AI Graded a 21-Page Test Script in Under 2 Minutes: FirstMarker Phase 1 Results from a Barbados Primary School

FirstMarker Team · February 23, 2026

AI gradingAI marking softwareAI in educationteacher productivity toolsexam marking softwareprimary school assessmentBSSSE preparationBarbados education

FirstMarker Phase 1 Results

Real-World Classroom Trial – Barbados Primary School

Over the past week, I conducted Phase 1 testing of FirstMarker at a primary school in Barbados.

The objective was simple:

Can AI meaningfully reduce grading time while maintaining acceptable accuracy in a real classroom setting?

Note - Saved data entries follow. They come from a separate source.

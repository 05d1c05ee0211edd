//! Purchase order DTOs and validation.

use std::collections::BTreeMap;

use chrono::{DateTime, Utc};
use serde::{Deserialize, Serialize};
use serde_json::Value as JsonValue;
use utoipa::ToSchema;

use crate::entity::purchase_order;
use crate::error::{AppError, AppResult};

/// Purchase order status.
#[derive(Debug, Clone, Copy, PartialEq, Eq, Default, Serialize, Deserialize, ToSchema)]
#[serde(rename_all = "lowercase")]
pub enum PoStatus {
    #[default]
    Pending,
    Completed,
    Canceled,
}

impl PoStatus {
    pub fn as_str(&self) -> &'static str {
        match self {
            Self::Pending => "pending",
            Self::Completed => "completed",
            Self::Canceled => "canceled",
        }
    }

    pub fn parse(s: &str) -> Option<Self> {
        match s {
            "pending" => Some(Self::Pending),
            "completed" => Some(Self::Completed),
            "canceled" => Some(Self::Canceled),
            _ => None,
        }
    }
}

impl std::fmt::Display for PoStatus {
    fn fmt(&self, f: &mut std::fmt::Formatter<'_>) -> std::fmt::Result {
        write!(f, "{}", self.as_str())
    }
}

/// Request body for creating or fully replacing a purchase order.
///
/// `quality_rating` and `acknowledgment_date` are optional.
#[derive(Debug, Clone, Deserialize, ToSchema)]
pub struct PurchaseOrderRequest {
    pub po_number: String,
    pub vendor_id: i64,
    pub order_date: DateTime<Utc>,
    pub delivery_date: DateTime<Utc>,
    /// Arbitrary JSON array of ordered items.
    pub items: JsonValue,
    pub quantity: i32,
    #[serde(default)]
    pub status: PoStatus,
    #[serde(default)]
    pub quality_rating: Option<f64>,
    pub issue_date: DateTime<Utc>,
    #[serde(default)]
    pub acknowledgment_date: Option<DateTime<Utc>>,
}

impl PurchaseOrderRequest {
    /// Validate field constraints, collecting every violation.
    pub fn validate(&self) -> AppResult<()> {
        let mut fields = BTreeMap::new();

        if self.po_number.trim().is_empty() {
            fields.insert("po_number".to_string(), "must not be empty".to_string());
        } else if self.po_number.len() > 100 {
            fields.insert(
                "po_number".to_string(),
                "must be at most 100 characters".to_string(),
            );
        }

        if !self.items.is_array() {
            fields.insert("items".to_string(), "must be a JSON array".to_string());
        }

        if self.quantity < 1 {
            fields.insert("quantity".to_string(), "must be at least 1".to_string());
        }

        if let Some(r) = self.quality_rating
            && !(0.0..=5.0).contains(&r)
        {
            fields.insert(
                "quality_rating".to_string(),
                "must be between 0 and 5".to_string(),
            );
        }

        if fields.is_empty() {
            Ok(())
        } else {
            Err(AppError::Validation(fields))
        }
    }
}

/// Optional fields merged into an order by the acknowledge action.
///
/// The acknowledgment timestamp itself is always stamped server-side.
#[derive(Debug, Clone, Default, Deserialize, ToSchema)]
pub struct AcknowledgeRequest {
    #[serde(default)]
    pub status: Option<PoStatus>,
    #[serde(default)]
    pub order_date: Option<DateTime<Utc>>,
    #[serde(default)]
    pub delivery_date: Option<DateTime<Utc>>,
    #[serde(default)]
    pub items: Option<JsonValue>,
    #[serde(default)]
    pub quantity: Option<i32>,
    #[serde(default)]
    pub quality_rating: Option<f64>,
}

impl AcknowledgeRequest {
    /// Validate the supplied fields only.
    pub fn validate(&self) -> AppResult<()> {
        let mut fields = BTreeMap::new();

        if let Some(ref items) = self.items
            && !items.is_array()
        {
            fields.insert("items".to_string(), "must be a JSON array".to_string());
        }

        if let Some(q) = self.quantity
            && q < 1
        {
            fields.insert("quantity".to_string(), "must be at least 1".to_string());
        }

        if let Some(r) = self.quality_rating
            && !(0.0..=5.0).contains(&r)
        {
            fields.insert(
                "quality_rating".to_string(),
                "must be between 0 and 5".to_string(),
            );
        }

        if fields.is_empty() {
            Ok(())
        } else {
            Err(AppError::Validation(fields))
        }
    }
}

/// Purchase order representation returned by the API.
#[derive(Debug, Clone, Serialize, ToSchema)]
pub struct PurchaseOrderResponse {
    pub id: i64,
    pub po_number: String,
    pub vendor_id: i64,
    pub order_date: DateTime<Utc>,
    pub delivery_date: DateTime<Utc>,
    pub items: JsonValue,
    pub quantity: i32,
    pub status: PoStatus,
    pub quality_rating: Option<f64>,
    pub issue_date: DateTime<Utc>,
    pub acknowledgment_date: Option<DateTime<Utc>>,
    pub created_at: DateTime<Utc>,
    pub updated_at: DateTime<Utc>,
}

impl From<purchase_order::Model> for PurchaseOrderResponse {
    fn from(m: purchase_order::Model) -> Self {
        PurchaseOrderResponse {
            id: m.id,
            po_number: m.po_number,
            vendor_id: m.vendor_id,
            order_date: m.order_date,
            delivery_date: m.delivery_date,
            items: m.items,
            quantity: m.quantity,
            status: PoStatus::parse(&m.status).unwrap_or(PoStatus::Pending),
            quality_rating: m.quality_rating,
            issue_date: m.issue_date,
            acknowledgment_date: m.acknowledgment_date,
            created_at: m.created_at,
            updated_at: m.updated_at,
        }
    }
}

#[cfg(test)]
mod tests {
    use super::*;
    use serde_json::json;

    fn valid_request() -> PurchaseOrderRequest {
        PurchaseOrderRequest {
            po_number: "PO-1001".to_string(),
            vendor_id: 1,
            order_date: Utc::now(),
            delivery_date: Utc::now(),
            items: json!([{"sku": "bolt-m8", "count": 500}]),
            quantity: 500,
            status: PoStatus::Pending,
            quality_rating: None,
            issue_date: Utc::now(),
            acknowledgment_date: None,
        }
    }

    #[test]
    fn test_valid_request_passes() {
        assert!(valid_request().validate().is_ok());
    }

    #[test]
    fn test_status_serde_round_trip() {
        assert_eq!(PoStatus::parse("completed"), Some(PoStatus::Completed));
        assert_eq!(PoStatus::parse("bogus"), None);
        assert_eq!(
            serde_json::to_string(&PoStatus::Canceled).unwrap(),
            "\"canceled\""
        );
        let status: PoStatus = serde_json::from_str("\"pending\"").unwrap();
        assert_eq!(status, PoStatus::Pending);
    }

    #[test]
    fn test_non_array_items_rejected() {
        let mut req = valid_request();
        req.items = json!({"sku": "bolt-m8"});
        match req.validate() {
            Err(AppError::Validation(fields)) => assert!(fields.contains_key("items")),
            other => panic!("expected validation error, got {:?}", other.err()),
        }
    }

    #[test]
    fn test_zero_quantity_rejected() {
        let mut req = valid_request();
        req.quantity = 0;
        match req.validate() {
            Err(AppError::Validation(fields)) => assert!(fields.contains_key("quantity")),
            other => panic!("expected validation error, got {:?}", other.err()),
        }
    }

    #[test]
    fn test_out_of_range_rating_rejected() {
        let mut req = valid_request();
        req.quality_rating = Some(5.1);
        assert!(req.validate().is_err());

        let ack = AcknowledgeRequest {
            quality_rating: Some(-0.5),
            ..Default::default()
        };
        assert!(ack.validate().is_err());
    }
}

This was not a lab simulation.
This was a live test using actual student scripts.

📍 Context

Location: Primary school in Barbados
Subject: Language Arts
Script length: 21 pages
Format: Booklet-style test paper
Validation method: Multiple AI grading passes for consistency

This represents the first structured validation phase of FirstMarker in a school environment.

📱 Scanning Workflow: 21 Pages in Under 2 Minutes

Before grading begins, scripts must be digitized.

For this trial, scripts were scanned using vFlat, a mobile document scanning app optimized for books and bound materials.

Using vFlat:

A 21-page test booklet was scanned in under 2 minutes
Pages were automatically flattened and cropped
Bound script curvature was corrected
Image clarity was sufficient for AI analysis

This scanning speed makes high-volume grading feasible.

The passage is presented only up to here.